When Myrte arrived she also wanted to see things improve – it was shockingly easy to see where change was needed – and she, I think with more energy than I had, struggled mightily to enthuse and to reeducate and to lead  the students and the staff midwives to practice better midwifery, to be more diligent in history taking, in managing labour, in caring for the mother and the newborn babies with sensitivity, in maintaining charts and notes, in communicating with each other, in responding to abnormality and in being responsible.

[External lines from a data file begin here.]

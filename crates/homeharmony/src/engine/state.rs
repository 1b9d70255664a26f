use std::collections::BTreeMap;

use serde::Serialize;

use crate::catalog::Catalog;

/// On/off state of every catalog device.
///
/// Every device has an explicit entry from construction onwards, so a lookup
/// for an id outside the catalog is distinguishable from "off".
#[derive(Debug, Clone, PartialEq, Eq, Default, Serialize)]
#[serde(transparent)]
pub struct DeviceStates {
    states: BTreeMap<String, bool>,
}

impl DeviceStates {
    /// All devices off
    pub fn for_catalog(catalog: &Catalog) -> Self {
        Self {
            states: catalog.iter().map(|d| (d.id.clone(), false)).collect(),
        }
    }

    /// `None` when `device_id` is not a catalog device
    pub fn get(&self, device_id: &str) -> Option<bool> {
        self.states.get(device_id).copied()
    }

    pub fn is_on(&self, device_id: &str) -> bool {
        self.get(device_id).unwrap_or(false)
    }

    pub fn iter(&self) -> impl Iterator<Item = (&str, bool)> {
        self.states.iter().map(|(id, on)| (id.as_str(), *on))
    }

    pub(super) fn set(&mut self, device_id: &str, on: bool) {
        if let Some(state) = self.states.get_mut(device_id) {
            *state = on;
        }
    }
}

Today, New years Day 2012 in every other country in the world, but December 22nd 2011 in Ethiopia,  is  the end of my 13th week here, my 91st day of continuous work at Motta Maternity,  and I suspect anyone who could observe the goings on there would reasonably conclude we had changed nothing. When we arrived for our Ward Round at 8.30 this morning there were no midwives in the building, there was only one student waiting , there was a woman in labour but no notes had been made and her name hadn’t been entered on the Whiteboard alongside her bed number, patient files were scattered across the desk in the office and not in the Inbox or the Outbox where they should have been, there was a filthy bed and mattress still waiting to be cleaned from yesterday, the blood pressure equipment was missing from the equipment shelf, and the Bedside Observations charts were not filled in because the Thermometer was missing. Yesterday we found a needle and a syringe in a wastepaper basket.

There was also a mother with a premature newborn baby girl who weighed 1.6kg. She was too premature to suck, her only hope was  to be tube fed but nothing much had happened in the 14 hours since her birth. The mother wanted to take her home and when it was explained the baby would die, she wasn’t concerned, and then with a start I realized I wasn’t either. And then I realized that what had changed over the last thirteen weeks was me!

When I was first confronted with this situation, a premature baby that needed feeding to survive, I tried hard to keep the babies alive, and was mostly quite quickly unsuccessful. I soon learned that premature babies didn’t elicit the same sympathetic responses from Ethiopian families as they do in the west, and that even when successfully tube fed, and go home, the odds are stacked against them surviving infancy, not just because of parental indifference but because of infections that their immature immune systems could never cope with. They go home to houses made of mud, to families of kids with snotty noses, fevers, coughs and diarrhea, without water or sterilizing methods needed to keep their feeding equipment clean( just a cup and a syringe) , to an environment where the concept of cleanliness and of disease prevention is unheard of.  A babies only realistic hope of survival is to be breastfed – there is no alternative – and everyone here, except for me, learned this lesson long ago. Here, if a baby cant breastfeed, it is doomed.This incidentally is why there is no such thing here as being unable to breast feed, a frequent “problem” in the west, where , because it can sometimes be initially difficult, the easy solution is to say its impossible and give up.

So its me who has changed as I have come to see the reality of lives on the edge of poverty. These mothers are not callous and uncaring  -  I  have seen joy and love and caring every day a baby is born here – but, so unlike me and my world, they  are deeply familiar with life and death, stillbirth and infant loss, even maternal death, the struggle to survive, their own history of famine and in the face of all that the need to be realistic and pragmatic.

They must think people from the west have no idea. And I think they are right – we have no idea about reality, about life and death, no idea at all. And I thought I was going to teach them. I am so glad I came.